• **Your goal**
If a line in the entries contains the string "session", include that line in your answer.

Stored records
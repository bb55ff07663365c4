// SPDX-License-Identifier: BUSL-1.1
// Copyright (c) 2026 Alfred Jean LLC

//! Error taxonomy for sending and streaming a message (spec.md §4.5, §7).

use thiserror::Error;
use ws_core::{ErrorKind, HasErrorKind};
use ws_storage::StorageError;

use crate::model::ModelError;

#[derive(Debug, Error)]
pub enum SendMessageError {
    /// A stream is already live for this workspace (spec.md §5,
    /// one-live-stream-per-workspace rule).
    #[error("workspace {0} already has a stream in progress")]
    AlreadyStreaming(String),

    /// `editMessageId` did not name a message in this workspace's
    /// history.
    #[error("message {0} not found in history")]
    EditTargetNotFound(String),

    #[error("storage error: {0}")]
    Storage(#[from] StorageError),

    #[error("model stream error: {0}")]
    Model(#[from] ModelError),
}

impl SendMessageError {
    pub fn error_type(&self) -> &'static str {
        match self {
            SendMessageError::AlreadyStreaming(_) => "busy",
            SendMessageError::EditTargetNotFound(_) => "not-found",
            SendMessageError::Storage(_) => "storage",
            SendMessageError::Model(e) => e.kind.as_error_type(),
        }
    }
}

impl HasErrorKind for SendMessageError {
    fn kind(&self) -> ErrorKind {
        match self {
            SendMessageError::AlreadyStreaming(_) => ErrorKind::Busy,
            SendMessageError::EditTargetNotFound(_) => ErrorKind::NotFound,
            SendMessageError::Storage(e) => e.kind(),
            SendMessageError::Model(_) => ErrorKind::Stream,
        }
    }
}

---

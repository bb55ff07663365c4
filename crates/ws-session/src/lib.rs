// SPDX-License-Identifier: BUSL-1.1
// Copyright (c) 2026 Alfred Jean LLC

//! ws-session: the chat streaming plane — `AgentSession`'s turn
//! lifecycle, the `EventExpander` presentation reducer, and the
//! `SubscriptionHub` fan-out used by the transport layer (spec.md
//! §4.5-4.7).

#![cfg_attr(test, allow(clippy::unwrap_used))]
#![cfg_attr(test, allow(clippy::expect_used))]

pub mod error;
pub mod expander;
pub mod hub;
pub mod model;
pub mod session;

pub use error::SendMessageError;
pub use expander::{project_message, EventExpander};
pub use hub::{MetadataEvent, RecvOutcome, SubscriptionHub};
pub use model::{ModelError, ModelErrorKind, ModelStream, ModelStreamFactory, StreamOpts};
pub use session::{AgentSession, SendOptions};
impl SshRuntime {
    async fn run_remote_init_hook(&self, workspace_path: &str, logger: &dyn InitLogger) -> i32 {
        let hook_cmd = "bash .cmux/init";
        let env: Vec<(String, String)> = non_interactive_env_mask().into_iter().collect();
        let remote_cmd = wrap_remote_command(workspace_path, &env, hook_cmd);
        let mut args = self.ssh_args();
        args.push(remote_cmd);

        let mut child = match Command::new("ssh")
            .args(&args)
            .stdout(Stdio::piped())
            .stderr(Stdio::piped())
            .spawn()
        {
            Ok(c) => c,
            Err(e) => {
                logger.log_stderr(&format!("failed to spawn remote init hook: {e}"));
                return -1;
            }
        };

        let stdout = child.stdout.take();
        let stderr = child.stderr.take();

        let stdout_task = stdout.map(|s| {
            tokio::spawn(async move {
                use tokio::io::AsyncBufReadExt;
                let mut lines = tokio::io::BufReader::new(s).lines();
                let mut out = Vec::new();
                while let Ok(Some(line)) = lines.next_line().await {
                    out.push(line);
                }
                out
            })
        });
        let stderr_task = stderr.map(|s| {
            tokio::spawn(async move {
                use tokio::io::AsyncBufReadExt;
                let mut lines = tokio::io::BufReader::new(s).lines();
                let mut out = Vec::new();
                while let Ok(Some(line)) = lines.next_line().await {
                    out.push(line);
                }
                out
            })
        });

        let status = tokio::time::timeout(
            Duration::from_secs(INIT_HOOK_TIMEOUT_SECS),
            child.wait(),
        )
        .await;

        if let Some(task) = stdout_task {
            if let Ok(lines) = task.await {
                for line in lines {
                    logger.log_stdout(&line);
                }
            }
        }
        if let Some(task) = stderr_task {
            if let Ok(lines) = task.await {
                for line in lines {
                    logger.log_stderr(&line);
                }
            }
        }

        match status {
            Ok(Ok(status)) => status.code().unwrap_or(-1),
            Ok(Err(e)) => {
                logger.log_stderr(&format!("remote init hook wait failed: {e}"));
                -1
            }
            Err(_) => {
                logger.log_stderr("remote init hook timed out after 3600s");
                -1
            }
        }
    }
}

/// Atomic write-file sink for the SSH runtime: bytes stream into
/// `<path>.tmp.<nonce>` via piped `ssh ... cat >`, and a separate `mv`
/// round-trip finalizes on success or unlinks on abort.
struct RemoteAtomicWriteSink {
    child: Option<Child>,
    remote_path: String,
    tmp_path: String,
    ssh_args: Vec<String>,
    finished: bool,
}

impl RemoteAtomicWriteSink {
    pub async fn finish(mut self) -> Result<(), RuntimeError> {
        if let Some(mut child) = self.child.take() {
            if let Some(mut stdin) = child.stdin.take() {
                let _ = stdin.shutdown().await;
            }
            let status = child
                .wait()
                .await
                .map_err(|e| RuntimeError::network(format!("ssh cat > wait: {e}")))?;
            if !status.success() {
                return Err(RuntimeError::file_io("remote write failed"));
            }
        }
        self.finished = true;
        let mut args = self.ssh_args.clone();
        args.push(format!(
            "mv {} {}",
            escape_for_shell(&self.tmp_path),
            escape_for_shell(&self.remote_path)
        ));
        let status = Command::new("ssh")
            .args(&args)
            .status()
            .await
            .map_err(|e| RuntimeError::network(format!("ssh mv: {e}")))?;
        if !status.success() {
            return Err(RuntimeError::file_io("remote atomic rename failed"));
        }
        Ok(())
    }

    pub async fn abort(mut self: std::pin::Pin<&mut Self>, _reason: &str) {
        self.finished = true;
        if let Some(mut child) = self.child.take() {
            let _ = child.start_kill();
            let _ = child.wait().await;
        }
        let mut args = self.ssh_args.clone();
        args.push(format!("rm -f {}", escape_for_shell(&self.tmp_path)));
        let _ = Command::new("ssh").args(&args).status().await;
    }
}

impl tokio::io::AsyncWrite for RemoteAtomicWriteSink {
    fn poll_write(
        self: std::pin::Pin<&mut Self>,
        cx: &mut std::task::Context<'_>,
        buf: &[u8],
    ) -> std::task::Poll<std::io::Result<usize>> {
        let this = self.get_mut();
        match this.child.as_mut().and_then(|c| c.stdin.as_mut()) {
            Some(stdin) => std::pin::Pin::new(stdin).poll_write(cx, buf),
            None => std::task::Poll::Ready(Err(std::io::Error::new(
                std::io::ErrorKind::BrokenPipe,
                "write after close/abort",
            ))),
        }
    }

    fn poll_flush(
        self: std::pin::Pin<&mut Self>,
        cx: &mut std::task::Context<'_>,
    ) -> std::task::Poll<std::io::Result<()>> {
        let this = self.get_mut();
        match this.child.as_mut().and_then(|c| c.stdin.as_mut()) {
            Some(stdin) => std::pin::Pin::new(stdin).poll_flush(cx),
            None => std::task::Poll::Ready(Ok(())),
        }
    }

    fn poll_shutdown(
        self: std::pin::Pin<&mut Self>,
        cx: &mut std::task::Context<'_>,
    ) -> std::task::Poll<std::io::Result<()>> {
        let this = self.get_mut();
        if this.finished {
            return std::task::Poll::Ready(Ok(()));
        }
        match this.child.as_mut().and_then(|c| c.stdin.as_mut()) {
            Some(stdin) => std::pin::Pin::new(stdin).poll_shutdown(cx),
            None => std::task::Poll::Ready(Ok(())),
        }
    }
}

• **Response to this task**
filename crates/ws-session/src/lib.rs
//! ws-session: the chat streaming plane — `AgentSession`'s turn
pub mod session;
pub use session::{AgentSession, SendOptions};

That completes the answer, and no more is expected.